Lo scoglio della principessa saracena
A Castellabate, secondo una delle leggende locali più antiche e suggestive, dalle parti di Tresino viveva una bellissima principessa saracena di nome Ermigarda. La giovane fanciulla era uno spirito triste e solitario che amava ammirare il mare e cavalcare con il suo bianco destriero. Un giorno, vicino alla costa di punta Pagliarolo, Ermigarda incontrò e si innamorò a prima vista di Octavio, un bellissimo ed aitante pescatore del luogo. I due innamorati vissero insieme tanti giorni felici fino a quando una mattina Octavio andò a pescare e non fece più ritorno. La fanciulla saracena non riesce a superare il dolore per la perdita del suo amato e in preda al dolore si getta dal dirupo nei flutti che le avevano portato via Octavio. Nettuno ebbe pietà dei due giovani sfortunati e li trasformò in due scogli vicini, conosciuti tuttora come lo “scoglio della principessa saracena”, una roccia che sembra assumere le sembianze di una donna con lo sguardo rivolto verso il mare. Nelle notti burrascose a Tresino, le credenze popolari pensano si possano sentire ancora le grida di Ermigarda che piange per il suo pescatore.

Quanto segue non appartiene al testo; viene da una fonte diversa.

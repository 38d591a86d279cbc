//! Integration test harness for TyphoonX.
//!
//! Spawns the real routers on ephemeral ports next to an in-process stub of
//! the hosted platform, then drives the flows with a cookie-enabled
//! `reqwest` client. The stub counts every hit per endpoint so tests can
//! assert not just what a page shows but which upstream calls were (or were
//! not) issued.
//!
//! ```rust,ignore
//! let platform = StubPlatform::spawn().await;
//! let console = TestConsole::spawn(&platform).await;
//!
//! let client = console.client();
//! let response = client
//!     .post(console.url("/login"))
//!     .form(&[("email", "admin@wapitee.io"), ("password", "hunter2x")])
//!     .send()
//!     .await?;
//! assert_eq!(platform.hits(Endpoint::Token), 1);
//! ```

use std::sync::atomic::{AtomicUsize, Ordering};
use std::sync::{Arc, Mutex};

use axum::{
    Json, Router,
    extract::State,
    http::{HeaderMap, StatusCode},
    response::{IntoResponse, Response},
    routing::{get, post},
};
use secrecy::SecretString;
use serde_json::{Value, json};

use typhoonx_admin::config::{AdminConfig, FeatureFlags, PlatformConfig};
use typhoonx_admin::middleware::create_session_layer;
use typhoonx_admin::routes;
use typhoonx_admin::state::AppState;
use typhoonx_functions::config::{FunctionsConfig, SignupPolicy};
use typhoonx_functions::signup::{self, ServiceState};

// ─── Stub platform ──────────────────────────────────────────────────────

/// Stubbed platform endpoints.
#[derive(Debug, Clone, Copy, PartialEq, Eq)]
pub enum Endpoint {
    /// `POST /auth/v1/token`
    Token,
    /// `POST /auth/v1/logout`
    Logout,
    /// `GET /functions/v1/get-merchant-list`
    MerchantList,
    /// `POST /functions/v1/manage-merchant`
    MerchantManage,
    /// `POST /functions/v1/user_signup` (the deployed signup function)
    SignupFunction,
    /// `POST /auth/v1/admin/users` (admin identity API)
    AdminUsers,
}

/// One stubbed endpoint: a configurable canned response plus a hit counter.
struct StubEndpoint {
    hits: AtomicUsize,
    response: Mutex<(u16, Value)>,
}

impl StubEndpoint {
    fn new(status: u16, body: Value) -> Self {
        Self {
            hits: AtomicUsize::new(0),
            response: Mutex::new((status, body)),
        }
    }

    fn respond(&self) -> Response {
        self.hits.fetch_add(1, Ordering::SeqCst);
        let (status, body) = self.response.lock().expect("stub lock").clone();
        let status = StatusCode::from_u16(status).expect("stub status");
        (status, Json(body)).into_response()
    }
}

/// Shared state of the stub platform.
pub struct StubState {
    token: StubEndpoint,
    logout: StubEndpoint,
    list: StubEndpoint,
    manage: StubEndpoint,
    signup_function: StubEndpoint,
    admin_users: StubEndpoint,
    /// Authorization header seen on the most recent list call.
    last_list_authorization: Mutex<Option<String>>,
    /// apikey header seen on the most recent list call.
    last_list_apikey: Mutex<Option<String>>,
}

/// An in-process stand-in for the hosted platform.
pub struct StubPlatform {
    /// Base URL of the stub (no trailing slash).
    pub base_url: String,
    state: Arc<StubState>,
}

impl StubPlatform {
    /// Spawn the stub with happy-path defaults: sign-in succeeds with a
    /// fixed token, the merchant list is empty, create succeeds.
    pub async fn spawn() -> Self {
        let state = Arc::new(StubState {
            token: StubEndpoint::new(200, json!({ "access_token": "stub-token" })),
            logout: StubEndpoint::new(204, json!({})),
            list: StubEndpoint::new(200, json!({ "success": true, "merchants": [] })),
            manage: StubEndpoint::new(200, json!({ "success": true })),
            signup_function: StubEndpoint::new(200, json!({ "ok": true, "userId": "u-stub" })),
            admin_users: StubEndpoint::new(200, json!({ "id": "u-stub" })),
            last_list_authorization: Mutex::new(None),
            last_list_apikey: Mutex::new(None),
        });

        let app = Router::new()
            .route("/auth/v1/token", post(stub_token))
            .route("/auth/v1/logout", post(stub_logout))
            .route("/functions/v1/get-merchant-list", get(stub_list))
            .route("/functions/v1/manage-merchant", post(stub_manage))
            .route("/functions/v1/user_signup", post(stub_signup_function))
            .route("/auth/v1/admin/users", post(stub_admin_users))
            .with_state(Arc::clone(&state));

        let base_url = spawn_router(app).await;

        Self { base_url, state }
    }

    /// Number of requests the stub has served on `endpoint`.
    #[must_use]
    pub fn hits(&self, endpoint: Endpoint) -> usize {
        self.endpoint(endpoint).hits.load(Ordering::SeqCst)
    }

    /// Replace the canned response for `endpoint`.
    pub fn set_response(&self, endpoint: Endpoint, status: u16, body: Value) {
        *self.endpoint(endpoint).response.lock().expect("stub lock") = (status, body);
    }

    /// Authorization header of the most recent merchant list call.
    #[must_use]
    pub fn last_list_authorization(&self) -> Option<String> {
        self.state
            .last_list_authorization
            .lock()
            .expect("stub lock")
            .clone()
    }

    /// apikey header of the most recent merchant list call.
    #[must_use]
    pub fn last_list_apikey(&self) -> Option<String> {
        self.state.last_list_apikey.lock().expect("stub lock").clone()
    }

    fn endpoint(&self, endpoint: Endpoint) -> &StubEndpoint {
        match endpoint {
            Endpoint::Token => &self.state.token,
            Endpoint::Logout => &self.state.logout,
            Endpoint::MerchantList => &self.state.list,
            Endpoint::MerchantManage => &self.state.manage,
            Endpoint::SignupFunction => &self.state.signup_function,
            Endpoint::AdminUsers => &self.state.admin_users,
        }
    }
}

async fn stub_token(State(state): State<Arc<StubState>>) -> Response {
    state.token.respond()
}

async fn stub_logout(State(state): State<Arc<StubState>>) -> Response {
    state.logout.respond()
}

async fn stub_list(State(state): State<Arc<StubState>>, headers: HeaderMap) -> Response {
    *state.last_list_authorization.lock().expect("stub lock") = headers
        .get("authorization")
        .and_then(|v| v.to_str().ok())
        .map(str::to_owned);
    *state.last_list_apikey.lock().expect("stub lock") = headers
        .get("apikey")
        .and_then(|v| v.to_str().ok())
        .map(str::to_owned);
    state.list.respond()
}

async fn stub_manage(State(state): State<Arc<StubState>>) -> Response {
    state.manage.respond()
}

async fn stub_signup_function(State(state): State<Arc<StubState>>) -> Response {
    state.signup_function.respond()
}

async fn stub_admin_users(State(state): State<Arc<StubState>>) -> Response {
    state.admin_users.respond()
}

// ─── Console under test ─────────────────────────────────────────────────

/// The admin console spawned against a stub platform.
pub struct TestConsole {
    /// Base URL of the console (no trailing slash).
    pub base_url: String,
}

impl TestConsole {
    /// Spawn the console with default feature flags.
    pub async fn spawn(platform: &StubPlatform) -> Self {
        Self::spawn_with_features(platform, FeatureFlags::default()).await
    }

    /// Spawn the console with explicit feature flags.
    pub async fn spawn_with_features(platform: &StubPlatform, features: FeatureFlags) -> Self {
        let config = admin_config(&platform.base_url, features);
        let state = AppState::new(config.clone()).expect("app state");
        let session_layer = create_session_layer(state.config());

        let app = Router::new()
            .merge(routes::routes(config.features))
            .layer(session_layer)
            .with_state(state);

        let base_url = spawn_router(app).await;

        Self { base_url }
    }

    /// A cookie-enabled client for driving the console.
    #[must_use]
    pub fn client(&self) -> reqwest::Client {
        reqwest::Client::builder()
            .cookie_store(true)
            .build()
            .expect("reqwest client")
    }

    /// Absolute URL for a console path.
    #[must_use]
    pub fn url(&self, path: &str) -> String {
        format!("{}{path}", self.base_url)
    }
}

/// Console configuration pointing every endpoint at the stub.
fn admin_config(platform_url: &str, features: FeatureFlags) -> AdminConfig {
    AdminConfig {
        host: "127.0.0.1".parse().expect("host"),
        port: 0,
        base_url: "http://console.test".to_owned(),
        platform: PlatformConfig {
            base_url: platform_url.to_owned(),
            anon_key: "stub-anon-key".to_owned(),
            signup_function_url: format!("{platform_url}/functions/v1/user_signup"),
            merchant_list_url: format!("{platform_url}/functions/v1/get-merchant-list"),
            merchant_manage_url: format!("{platform_url}/functions/v1/manage-merchant"),
        },
        allowed_domain: "wapitee.io".to_owned(),
        features,
        sentry_dsn: None,
        sentry_environment: None,
    }
}

// ─── Signup service under test ──────────────────────────────────────────

/// The signup service spawned against a stub platform.
pub struct TestSignupService {
    /// Base URL of the service (no trailing slash).
    pub base_url: String,
}

impl TestSignupService {
    /// Spawn the service with the default policy (min length 6, no
    /// auto-confirm).
    pub async fn spawn(platform: &StubPlatform) -> Self {
        Self::spawn_with_policy(
            platform,
            SignupPolicy {
                min_password_length: 6,
                email_autoconfirm: false,
            },
        )
        .await
    }

    /// Spawn the service with an explicit policy.
    pub async fn spawn_with_policy(platform: &StubPlatform, policy: SignupPolicy) -> Self {
        let config = FunctionsConfig {
            host: "127.0.0.1".parse().expect("host"),
            port: 0,
            platform_url: platform.base_url.clone(),
            service_role_key: SecretString::from("kX9#vQ2$mP7!wN4@zR8%tL1&yB5^stub"),
            allowed_origin: "*".to_owned(),
            policy,
        };

        let state = ServiceState::new(&config).expect("service state");
        let app = signup::router(&config, state);
        let base_url = spawn_router(app).await;

        Self { base_url }
    }

    /// Absolute URL for a service path.
    #[must_use]
    pub fn url(&self, path: &str) -> String {
        format!("{}{path}", self.base_url)
    }
}

// ─── Shared plumbing ────────────────────────────────────────────────────

/// Bind an ephemeral port, serve the router in the background, and return
/// the base URL.
async fn spawn_router(app: Router) -> String {
    let listener = tokio::net::TcpListener::bind("127.0.0.1:0")
        .await
        .expect("bind ephemeral port");
    let addr = listener.local_addr().expect("local addr");

    tokio::spawn(async move {
        axum::serve(listener, app).await.expect("serve");
    });

    format!("http://{addr}")
}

La campana di San Giovanni
Quella della campana di San Giovanni è una delle leggende più tramandate a Castellabate. Tresino, in tempi passati, come tutte tutte le coste tirreniche era spesso teatro delle temutissime scorribande dei Saraceni. In una di queste venne trafugata la campana dalla chiesa di San Giovanni. La nave saracena caricato il prezioso bottino salpò l’ancora per riprendere il viaggio quando fu colta da un improvvisa tempesta. Per evitare l’affondamento i Saraceni decisero cosi di alleggerire il carico sacrificando la pesante campana appena depredata. Appena si apprestarono a gettarla in mare la tempesta si placò immediatamente e questi potettero riprendere tranquillamente la loro rotta. La campana probabilmente giace tuttora sul fondo dello specchio d’acqua della Fossa di San Giovanni, un tratto di mare compreso tra punta Tresino e punta Pagliarolo. Secondo i racconti antichi in tale area nessun pescatore è riuscito mai a raccogliere le reti dopo averle calate in mare e si crede che ogni mezzanotte del 24 giugno (il giorno di san Giovanni), a Tresino, sia possibile percepire ancora il suono di una campana.